I just watched "Little Fugitive" on Netflix instant this morning. Most of the film takes place at Coney Island in the early 1950s. It is a very cute and artistic movie that I have enjoyed over the years. I first saw it on AMC about 20 years ago.

You see some great shots of the CI Cyclone in the background, as well as Wonder Wheel and other various classic rides. The Parachute Drop is featured towards the end of the movie.

The entire film gives a great look into NYC life in the 1950s, as well as how Coney Island operated back then. Not only is it interesting because of the historical amusement park aspect, but also because of the artistic shots that take place. I get a sense of what the excitement of 1950s Coney Island would have been like from a seven-year-old's perspective.

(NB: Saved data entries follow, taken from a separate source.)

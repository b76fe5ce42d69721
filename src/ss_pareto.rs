//! Pareto Sampler
//!
//! Inverse-transform sampling of heavy-tailed sojourn durations. With
//! `U ~ Uniform[0, 1)`, the value `xm * (1 - U)^(-1/alpha)` follows a
//! Pareto(alpha, xm) distribution. Using `1 - U` keeps the base in `(0, 1]`
//! so the power never sees zero.

use rand::Rng;

use crate::ss_error::SimError;

/// Draw one Pareto(alpha, xm) sample from `rng`
///
/// Every returned value is `>= xm`. The same stream state always yields the
/// same sample.
///
/// ```
/// use rand::rngs::StdRng;
/// use rand::SeedableRng;
///
/// let mut rng = StdRng::seed_from_u64(7);
/// let x = selfsim::ss_pareto::sample(1.5, 2.0, &mut rng).unwrap();
/// assert!(x >= 2.0);
/// ```
pub fn sample<R: Rng + ?Sized>(alpha: f64, xm: f64, rng: &mut R) -> Result<f64, SimError> {
    let params = ParetoParams::new(alpha, xm)?;
    Ok(params.sample(rng))
}

/// Validated shape/scale pair
#[derive(Debug, Clone, Copy, PartialEq)]
pub struct ParetoParams {
    alpha: f64,
    xm: f64,
}

impl ParetoParams {
    pub fn new(alpha: f64, xm: f64) -> Result<Self, SimError> {
        // written as negations so NaN is rejected too
        if !(alpha > 0.0) || !alpha.is_finite() {
            return Err(SimError::invalid(
                "alpha",
                format!("shape must be > 0, got {}", alpha),
            ));
        }
        if !(xm > 0.0) || !xm.is_finite() {
            return Err(SimError::invalid(
                "xm",
                format!("scale must be > 0, got {}", xm),
            ));
        }
        Ok(Self { alpha, xm })
    }

    pub fn alpha(&self) -> f64 {
        self.alpha
    }

    pub fn xm(&self) -> f64 {
        self.xm
    }

    pub fn sample<R: Rng + ?Sized>(&self, rng: &mut R) -> f64 {
        let u = 1.0 - rng.gen::<f64>();
        self.xm * u.powf(-1.0 / self.alpha)
    }

    /// Distribution mean, infinite for `alpha <= 1`
    pub fn mean(&self) -> f64 {
        if self.alpha <= 1.0 {
            f64::INFINITY
        } else {
            self.alpha * self.xm / (self.alpha - 1.0)
        }
    }

    pub fn median(&self) -> f64 {
        self.xm * 2f64.powf(1.0 / self.alpha)
    }
}

#[cfg(test)]
mod tests {
    use super::*;
    use rand::rngs::StdRng;
    use rand::SeedableRng;

    #[test]
    fn test_rejects_non_positive_parameters() {
        let mut rng = StdRng::seed_from_u64(1);
        assert!(matches!(
            sample(0.0, 1.0, &mut rng),
            Err(SimError::InvalidParameter { name: "alpha", .. })
        ));
        assert!(matches!(
            sample(1.5, -2.0, &mut rng),
            Err(SimError::InvalidParameter { name: "xm", .. })
        ));
        assert!(sample(f64::NAN, 1.0, &mut rng).is_err());
    }

    #[test]
    fn test_samples_never_below_scale() {
        let mut rng = StdRng::seed_from_u64(42);
        for &(alpha, xm) in &[(0.5, 0.1), (1.1, 1.0), (2.5, 3.0), (10.0, 0.01)] {
            let p = ParetoParams::new(alpha, xm).unwrap();
            for _ in 0..10_000 {
                assert!(p.sample(&mut rng) >= xm);
            }
        }
    }

    #[test]
    fn test_empirical_mean_converges() {
        let p = ParetoParams::new(2.0, 1.0).unwrap();
        let mut rng = StdRng::seed_from_u64(2024);
        let n = 500_000;
        let sum: f64 = (0..n).map(|_| p.sample(&mut rng)).sum();
        let mean = sum / n as f64;
        let expected = p.mean();
        assert_eq!(expected, 2.0);
        assert!(
            (mean - expected).abs() / expected < 0.05,
            "mean {} too far from {}",
            mean,
            expected
        );
    }

    #[test]
    fn test_empirical_median_converges() {
        let p = ParetoParams::new(1.5, 1.0).unwrap();
        let mut rng = StdRng::seed_from_u64(99);
        let mut values: Vec<f64> = (0..200_000).map(|_| p.sample(&mut rng)).collect();
        values.sort_by(|a, b| a.total_cmp(b));
        let median = values[values.len() / 2];
        let expected = p.median();
        assert!(
            (median - expected).abs() / expected < 0.05,
            "median {} too far from {}",
            median,
            expected
        );
    }

    #[test]
    fn test_same_seed_same_sequence() {
        let mut a = StdRng::seed_from_u64(100);
        let mut b = StdRng::seed_from_u64(100);
        for _ in 0..1000 {
            assert_eq!(
                sample(2.0, 1.0, &mut a).unwrap(),
                sample(2.0, 1.0, &mut b).unwrap()
            );
        }
    }
}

It's only an hour and 20 minutes. You all should see it.

Sunday, February 5, 2012 9:00 PM

^"The Little Fugitive" you mean. "Little Fugitive" is a movie from 2005. I haven't seen either, but just looked it/them up on Netflix. Thanks for the suggestion, Travis, it's in my queue.

Edit - I should have read more! "Little Fugitive" (2005) is a remake of "The Little Fugitive" (1953) :)

Last edited by CoasterDemon, Sunday, February 5, 2012 10:54 PM
Monday, February 6, 2012 1:44 AM

A remake? I don't like that. Part of the fun of the 1953 film for me is the historical aspect. But now I am curious and think just maybe I'll have to see what his remake is all about.

Tuesday, February 7, 2012 12:42 AM

Okay. The 2006 remake of Little Fugitive is on Netflix Instant as well as the 1953 version. The profanity, drugs, alcohol, and violence make it very different that the move it is a remake of.

This new version has a few monologues about the history of Coney Island, which should really be interesting to some of us here. Mirroring that, there is a scene in the movie in which most roller coaster enthusiasts will despise involving the Coney Island Cyclone. Will they end the movie there? Nope.

If you like dark, gritty indie movies in which children have a really tough life and every adult is either abusive or neglectful (some are not so obvious), see the newer one. If you like lighthearted movies where the worst thing that could happen is that a kid runs out of money for pony rides, see the earlier version. If you like both, of course see both.

I don't fault the filmmaker for the drastic change from one film to another though, because it is apparent that mankind is living in a very different world then we were fifty years ago. Adult strangers can't be characters in a child's story these days without it feeling weird. The old days were so innocent and playful.

Little Fugitive 1953 - A+, and probably my favorite old movie.

Little Fugitive 2006 - C-, because of the terrible last act, and the terrible ending. The good acting interesting Coney Island setting saved this movie from getting an F from me.